APRIL 27, 2009 VOLUME 16, NUMBER 38
Who has the obligation to get a proper Medicaid application filed for someone in a nursing home? Can the nursing home resident’s children, spouse, guardian or conservator be forced to pay for care after the patient’s money has run out but before the state Medicaid agency receives the application paperwork in proper order?
The usual answer to that question is a simple “no.” There are exceptions — a spouse may have an obligation of support, for instance, or a child may have separately promised the nursing home that the bills will be covered. The way this question most frequently comes up, though, is when a guardian or a child (and they may sometimes be the same person, though in today’s illustration the guardian was a public agency) has signed the facility’s admission documents but has not followed through with getting Medicaid eligibility established promptly.

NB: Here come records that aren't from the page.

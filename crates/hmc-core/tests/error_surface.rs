use hmc_core::errors::{ErrorInfo, HmcError};

fn sample_info(code: &str, message: &str) -> ErrorInfo {
    ErrorInfo::new(code, message)
        .with_context("itr", "7")
        .with_context("reason", "example")
}

#[test]
fn numerical_error_surface() {
    let err = HmcError::NumericalInstability(sample_info("N001", "action is NaN"));
    assert_eq!(err.info().code, "N001");
    assert!(err.info().context.contains_key("itr"));
    assert!(err.to_string().starts_with("numerical instability"));
}

#[test]
fn unknown_evolver_surface() {
    let err = HmcError::UnknownEvolverType(sample_info("E001", "not registered"));
    assert_eq!(err.info().code, "E001");
    assert!(err.info().context.contains_key("reason"));
}

#[test]
fn broken_reference_surface() {
    let err = HmcError::BrokenReference(sample_info("L001", "dangling link"));
    assert_eq!(err.info().code, "L001");
}

#[test]
fn sanity_check_surface() {
    let err = HmcError::SanityCheck(sample_info("S001", "complex action"));
    assert_eq!(err.info().code, "S001");
}

#[test]
fn store_collision_surface() {
    let err = HmcError::StoreCollision(sample_info("C001", "exists"));
    assert_eq!(err.info().code, "C001");
}

#[test]
fn hint_is_rendered() {
    let err = HmcError::Config(
        ErrorInfo::new("X001", "bad frequency").with_hint("use a frequency of at least 1"),
    );
    let rendered = err.to_string();
    assert!(rendered.contains("bad frequency"));
    assert!(rendered.contains("at least 1"));
}

#[test]
fn errors_serialize_with_family_tag() {
    let err = HmcError::UnknownTransformType(sample_info("T001", "missing"));
    let json = serde_json::to_value(&err).unwrap();
    assert_eq!(json["family"], "UnknownTransformType");
    assert_eq!(json["detail"]["code"], "T001");
    let decoded: HmcError = serde_json::from_value(json).unwrap();
    assert_eq!(decoded, err);
}
use hmc_core::errors::ErrorInfo;
use hmc_core::{Group, HmcError, RngHandle, TrajectoryRecord};

use crate::evolver::{Evolver, LoadContext};
use crate::manager::EvolverManager;

/// Cycles through sub-evolvers, running each a fixed number of times in a row.
#[derive(Debug, Default)]
pub struct Alternator {
    schedule: Vec<(Box<dyn Evolver>, usize)>,
    index: usize,
    remaining: usize,
}

impl Alternator {
    /// Registered type name.
    pub const TYPE_NAME: &'static str = "Alternator";

    /// Creates an empty alternator.
    pub fn new() -> Self {
        Self::default()
    }

    /// Appends `evolver` to the schedule, to be run `repeats` times in a row.
    pub fn add(&mut self, evolver: Box<dyn Evolver>, repeats: usize) -> Result<(), HmcError> {
        if repeats == 0 {
            return Err(HmcError::Config(
                ErrorInfo::new("invalid-repeats", "alternator repeats must be at least 1")
                    .with_context("evolver", evolver.type_name()),
            ));
        }
        if self.schedule.is_empty() {
            self.index = 0;
            self.remaining = repeats;
        }
        self.schedule.push((evolver, repeats));
        Ok(())
    }

    /// Builder form of [`Alternator::add`].
    pub fn with(mut self, evolver: Box<dyn Evolver>, repeats: usize) -> Result<Self, HmcError> {
        self.add(evolver, repeats)?;
        Ok(self)
    }

    /// Number of scheduled sub-evolvers.
    pub fn len(&self) -> usize {
        self.schedule.len()
    }

    /// True if nothing is scheduled.
    pub fn is_empty(&self) -> bool {
        self.schedule.is_empty()
    }

    /// `(index, remaining)` of the sub-evolver that runs next.
    pub fn cursor(&self) -> (usize, usize) {
        (self.index, self.remaining)
    }

    /// Loader registered with the [`EvolverManager`].
    pub fn from_store(
        group: &Group,
        manager: &EvolverManager,
        ctx: &LoadContext,
    ) -> Result<Box<dyn Evolver>, HmcError> {
        let repeats: Vec<usize> = group.read("repeats")?;
        let evolvers = group.group("evolvers")?;
        let mut alternator = Self::new();
        for (i, count) in repeats.iter().enumerate() {
            let sub = evolvers.group(&i.to_string())?;
            alternator.add(manager.load(sub, ctx)?, *count)?;
        }

        let index: usize = group.read("index")?;
        let remaining: usize = group.read("remaining")?;
        let valid = repeats
            .get(index)
            .is_some_and(|count| remaining >= 1 && remaining <= *count);
        if !valid {
            return Err(HmcError::Store(
                ErrorInfo::new("invalid-cursor", "alternator cursor is out of range")
                    .with_context("index", index.to_string())
                    .with_context("remaining", remaining.to_string()),
            ));
        }
        alternator.index = index;
        alternator.remaining = remaining;
        Ok(Box::new(alternator))
    }
}

impl Evolver for Alternator {
    fn type_name(&self) -> &'static str {
        Self::TYPE_NAME
    }

    fn evolve(
        &mut self,
        current: &TrajectoryRecord,
        rng: &mut RngHandle,
    ) -> Result<TrajectoryRecord, HmcError> {
        let count = self.schedule.len();
        let Some((evolver, _)) = self.schedule.get_mut(self.index) else {
            return Err(HmcError::Config(ErrorInfo::new(
                "empty-alternator",
                "alternator has no evolvers",
            )));
        };
        let next = evolver.evolve(current, rng)?;

        self.remaining -= 1;
        if self.remaining == 0 {
            self.index = (self.index + 1) % count;
            self.remaining = self.schedule[self.index].1;
        }
        Ok(next)
    }

    fn save(&self, group: &mut Group, manager: &EvolverManager) -> Result<(), HmcError> {
        let repeats: Vec<usize> = self.schedule.iter().map(|(_, count)| *count).collect();
        group.write("repeats", &repeats)?;
        group.write("index", &self.index)?;
        group.write("remaining", &self.remaining)?;
        let evolvers = group.create_group("evolvers")?;
        for (i, (evolver, _)) in self.schedule.iter().enumerate() {
            let sub = evolvers.create_group(&i.to_string())?;
            manager.save(evolver.as_ref(), sub)?;
        }
        Ok(())
    }
}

That was essentially what happened with Eloise Selby, who resided at Arbor View Healthcare and Rehabilitation Center in St. Joseph, Missouri. Bonnie Sue Lawson, who was the Buchanan County Public Administrator, was appointed as Ms. Selby’s guardian in 2004. A Medicaid application was already pending, but the agency did not have the paperwork necessary to determine the value of two small life insurance policies owned by Ms. Selby. Her new guardian promised to get the missing forms filed.

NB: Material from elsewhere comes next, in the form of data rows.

//! Bounded record of state switches.
//!
//! Every switch the machine performs is kept for diagnostics, oldest first,
//! up to a configurable limit.

use chrono::{DateTime, Utc};
use serde::{Deserialize, Serialize};
use std::collections::VecDeque;
use std::time::Duration;

/// What caused a state switch.
#[derive(Clone, Copy, Debug, PartialEq, Eq, Serialize, Deserialize)]
pub enum SwitchCause {
    /// An AnyState connection qualified.
    Global,
    /// A connection of the active state qualified.
    Local,
    /// The host set the current state directly.
    Forced,
}

/// Record of a single switch.
#[derive(Clone, Debug, PartialEq, Serialize, Deserialize)]
pub struct StateSwitch {
    /// Name of the state being left
    pub from: String,
    /// Name of the state being entered
    pub to: String,
    pub cause: SwitchCause,
    /// Accumulated machine time (seconds) when the switch happened
    pub machine_time: f64,
    /// Wall-clock time of the switch
    pub timestamp: DateTime<Utc>,
}

/// Ordered, bounded history of switches.
///
/// # Example
///
/// ```rust
/// use animstate::core::{StateSwitch, SwitchCause, SwitchHistory};
/// use chrono::Utc;
///
/// let mut history = SwitchHistory::new(2);
/// for (from, to) in [("Idle", "Walk"), ("Walk", "Run"), ("Run", "Idle")] {
///     history.record(StateSwitch {
///         from: from.to_string(),
///         to: to.to_string(),
///         cause: SwitchCause::Local,
///         machine_time: 0.0,
///         timestamp: Utc::now(),
///     });
/// }
///
/// // Oldest entry dropped
/// assert_eq!(history.path(), vec!["Walk", "Run", "Idle"]);
/// ```
#[derive(Clone, Debug, Serialize, Deserialize)]
#[serde(from = "StoredHistory")]
pub struct SwitchHistory {
    switches: VecDeque<StateSwitch>,
    limit: usize,
}

/// Serialized form, replayed through `record` so the limit holds on load.
#[derive(Deserialize)]
struct StoredHistory {
    switches: VecDeque<StateSwitch>,
    limit: usize,
}

impl From<StoredHistory> for SwitchHistory {
    fn from(stored: StoredHistory) -> Self {
        let mut history = Self::new(stored.limit);
        for switch in stored.switches {
            history.record(switch);
        }
        history
    }
}

impl Default for SwitchHistory {
    fn default() -> Self {
        Self::new(64)
    }
}

impl SwitchHistory {
    /// Create an empty history keeping at most `limit` switches.
    ///
    /// A limit of zero disables recording.
    pub fn new(limit: usize) -> Self {
        Self {
            switches: VecDeque::with_capacity(limit.min(1024)),
            limit,
        }
    }

    pub fn limit(&self) -> usize {
        self.limit
    }

    pub fn record(&mut self, switch: StateSwitch) {
        if self.limit == 0 {
            return;
        }
        while self.switches.len() >= self.limit {
            self.switches.pop_front();
        }
        self.switches.push_back(switch);
    }

    /// State names traversed: the first `from`, then every `to`.
    pub fn path(&self) -> Vec<&str> {
        let mut path = Vec::with_capacity(self.switches.len() + 1);
        if let Some(first) = self.switches.front() {
            path.push(first.from.as_str());
        }
        path.extend(self.switches.iter().map(|s| s.to.as_str()));
        path
    }

    /// Wall-clock time between the first and last recorded switch.
    pub fn duration(&self) -> Option<Duration> {
        let (first, last) = (self.switches.front()?, self.switches.back()?);
        last.timestamp
            .signed_duration_since(first.timestamp)
            .to_std()
            .ok()
    }

    /// Machine time (seconds) between the first and last recorded switch.
    pub fn machine_span(&self) -> Option<f64> {
        let (first, last) = (self.switches.front()?, self.switches.back()?);
        Some(last.machine_time - first.machine_time)
    }

    pub fn switches(&self) -> impl Iterator<Item = &StateSwitch> {
        self.switches.iter()
    }

    pub fn last(&self) -> Option<&StateSwitch> {
        self.switches.back()
    }

    pub fn len(&self) -> usize {
        self.switches.len()
    }

    pub fn is_empty(&self) -> bool {
        self.switches.is_empty()
    }

    pub fn clear(&mut self) {
        self.switches.clear();
    }
}

#[cfg(test)]
mod tests {
    use super::*;

    fn switch(from: &str, to: &str, machine_time: f64) -> StateSwitch {
        StateSwitch {
            from: from.to_string(),
            to: to.to_string(),
            cause: SwitchCause::Local,
            machine_time,
            timestamp: Utc::now(),
        }
    }

    #[test]
    fn new_history_is_empty() {
        let history = SwitchHistory::new(8);
        assert!(history.is_empty());
        assert!(history.path().is_empty());
        assert!(history.duration().is_none());
        assert!(history.machine_span().is_none());
    }

    #[test]
    fn path_follows_switches() {
        let mut history = SwitchHistory::new(8);
        history.record(switch("Idle", "Walk", 0.5));
        history.record(switch("Walk", "Run", 1.5));

        assert_eq!(history.path(), vec!["Idle", "Walk", "Run"]);
        assert_eq!(history.machine_span(), Some(1.0));
        assert_eq!(history.last().map(|s| s.to.as_str()), Some("Run"));
    }

    #[test]
    fn limit_drops_oldest() {
        let mut history = SwitchHistory::new(2);
        history.record(switch("A", "B", 0.0));
        history.record(switch("B", "C", 1.0));
        history.record(switch("C", "D", 2.0));

        assert_eq!(history.len(), 2);
        assert_eq!(history.path(), vec!["B", "C", "D"]);
    }

    #[test]
    fn zero_limit_disables_recording() {
        let mut history = SwitchHistory::new(0);
        history.record(switch("A", "B", 0.0));
        assert!(history.is_empty());
    }

    #[test]
    fn single_switch_has_zero_duration() {
        let mut history = SwitchHistory::new(4);
        history.record(switch("A", "B", 0.0));

        assert_eq!(history.duration(), Some(Duration::from_secs(0)));
    }

    #[test]
    fn history_serializes_correctly() {
        let mut history = SwitchHistory::new(4);
        history.record(switch("Idle", "Walk", 0.25));

        let json = serde_json::to_string(&history).unwrap();
        let restored: SwitchHistory = serde_json::from_str(&json).unwrap();

        assert_eq!(restored.len(), 1);
        assert_eq!(restored.limit(), 4);
        assert_eq!(restored.last(), history.last());
    }

    #[test]
    fn deserialization_enforces_limit() {
        let mut oversized = SwitchHistory::new(8);
        oversized.record(switch("A", "B", 0.0));
        oversized.record(switch("B", "C", 1.0));
        oversized.record(switch("C", "D", 2.0));

        let json = serde_json::to_string(&oversized)
            .unwrap()
            .replace("\"limit\":8", "\"limit\":1");
        let restored: SwitchHistory = serde_json::from_str(&json).unwrap();

        assert_eq!(restored.limit(), 1);
        assert_eq!(restored.len(), 1);
        assert_eq!(restored.path(), vec!["C", "D"]);

        let json = serde_json::to_string(&oversized)
            .unwrap()
            .replace("\"limit\":8", "\"limit\":0");
        let disabled: SwitchHistory = serde_json::from_str(&json).unwrap();
        assert!(disabled.is_empty());
    }
}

A month later, with no paperwork in sight, the Medicaid agency denied coverage. A second application filed a month after that included the missing forms, but Ms. Selby was again denied benefits — this time because the value of the two policies exceeded the maximum permissible amount. Yet another month later, another application was filed — and denied for the same reason.
The essential problem with the application became clear at that point: someone would need to cash in the policies, and Ms. Lawson was guardian of the person but not conservator of Ms. Selby’s estate. A conservatorship proceeding was filed, the funds collected, and the final, successful Medicaid application filed a year after the initial involvement of the Public Administrator’s office.

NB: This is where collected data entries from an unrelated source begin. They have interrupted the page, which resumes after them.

//! Builder for declaring connections by state name.

use crate::builder::error::BuildError;
use crate::core::{Condition, ConditionOp, ParamHandle, ParamValue};
use crate::machine::ANY_STATE;

/// A connection declared by state names, resolved when the animator is built.
#[derive(Clone, Debug)]
pub struct ConnectionSpec {
    pub from: String,
    pub to: String,
    pub requires_exit_time: bool,
    pub resets_animation: bool,
    pub conditions: Vec<Condition>,
}

/// Builder for constructing connections with a fluent API.
#[derive(Default)]
pub struct ConnectionBuilder {
    from: Option<String>,
    to: Option<String>,
    requires_exit_time: bool,
    resets_animation: bool,
    conditions: Vec<Condition>,
}

impl ConnectionBuilder {
    pub fn new() -> Self {
        Self::default()
    }

    /// Set the source state (required).
    pub fn from(mut self, state: impl Into<String>) -> Self {
        self.from = Some(state.into());
        self
    }

    /// Make this a global connection evaluated from any state.
    pub fn from_any(self) -> Self {
        self.from(ANY_STATE)
    }

    /// Set the target state (required).
    pub fn to(mut self, state: impl Into<String>) -> Self {
        self.to = Some(state.into());
        self
    }

    /// Add a prepared condition.
    pub fn condition(mut self, condition: Condition) -> Self {
        self.conditions.push(condition);
        self
    }

    /// Add a condition comparing `parameter` to `operand`.
    pub fn when(
        self,
        parameter: &ParamHandle,
        op: ConditionOp,
        operand: impl Into<ParamValue>,
    ) -> Self {
        self.condition(Condition::new(parameter, operand, op))
    }

    /// Wait for the outgoing animation to complete a loop.
    pub fn exit_time(mut self) -> Self {
        self.requires_exit_time = true;
        self
    }

    /// Reset and stop the outgoing animation on traversal.
    pub fn resets_animation(mut self) -> Self {
        self.resets_animation = true;
        self
    }

    /// Build the connection.
    pub fn build(self) -> Result<ConnectionSpec, BuildError> {
        let from = self.from.ok_or(BuildError::MissingFromState)?;
        let to = self.to.ok_or(BuildError::MissingToState)?;

        Ok(ConnectionSpec {
            from,
            to,
            requires_exit_time: self.requires_exit_time,
            resets_animation: self.resets_animation,
            conditions: self.conditions,
        })
    }
}
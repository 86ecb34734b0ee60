//! Machine error types.

use crate::core::StateId;
use thiserror::Error;

/// Invalid topology requested by the caller.
///
/// The machine is left unchanged whenever one of these is returned.
#[derive(Debug, Clone, Error, PartialEq)]
pub enum TopologyError {
    #[error("Cannot connect '{from}' into AnyState")]
    IntoAnyState { from: String },

    #[error("Cannot connect '{state}' to itself")]
    SelfLoop { state: String },

    #[error("State {0} does not belong to this machine")]
    UnknownState(StateId),

    #[error("AnyState cannot become the current state")]
    AnyStateNotActivatable,
}

/// Errors raised while loading an [`AnimatorConfig`](super::AnimatorConfig).
#[derive(Debug, Error)]
pub enum ConfigError {
    #[error("Failed to parse configuration: {0}")]
    Parse(#[from] serde_json::Error),
}
//! Build errors for animator and connection builders.

use crate::machine::TopologyError;
use thiserror::Error;

/// Errors that can occur when building animators and connections.
#[derive(Debug, Error, PartialEq)]
pub enum BuildError {
    #[error("No states defined. Add at least one state with .state(..)")]
    NoStates,

    #[error("State name '{0}' is used more than once")]
    DuplicateState(String),

    #[error("No state named '{0}'")]
    UnknownState(String),

    #[error("Connection source state not specified. Call .from(name) or .from_any()")]
    MissingFromState,

    #[error("Connection target state not specified. Call .to(name)")]
    MissingToState,

    #[error(transparent)]
    Topology(#[from] TopologyError),
}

The nursing home then sued the guardian for the fees (and legal costs) it had not collected from Ms. Selby while the failed Medicaid applications were pending. The home’s argument: while Ms. Lawson would not be personally liable for her ward’s nursing home costs in most cases, in this case she had failed to use “due care” in fulfilling her duties.
The trial court agreed, and entered a judgment in favor of the nursing home (and against the Public Administrator) for $16,779.65 — the difference between what the nursing home had collected from Ms. Selby’s income and what it would have collected. The judge also assessed attorney’s fees and costs of $6,597.00 against the Public Administrator.
The Missouri Court of Appeals disagreed, and reversed the finding in favor of the nursing home. In the appellate court’s analysis, Ms. Lawson’s liability for Ms. Selby’s debts was limited to the money in Ms. Selby’s name. Although the admission contract included specific language requiring the Public Administrator to use “due care,” it also included a provision that dealt directly with the possibility of Medicaid eligibility denial. That more specific section limited the facility’s rights to receiving payment from Ms. Selby’s funds; the court agreed with Ms. Lawson that the specific section controlled over the more general provision. Five Star Quality Care v. Lawson, April 7, 2009.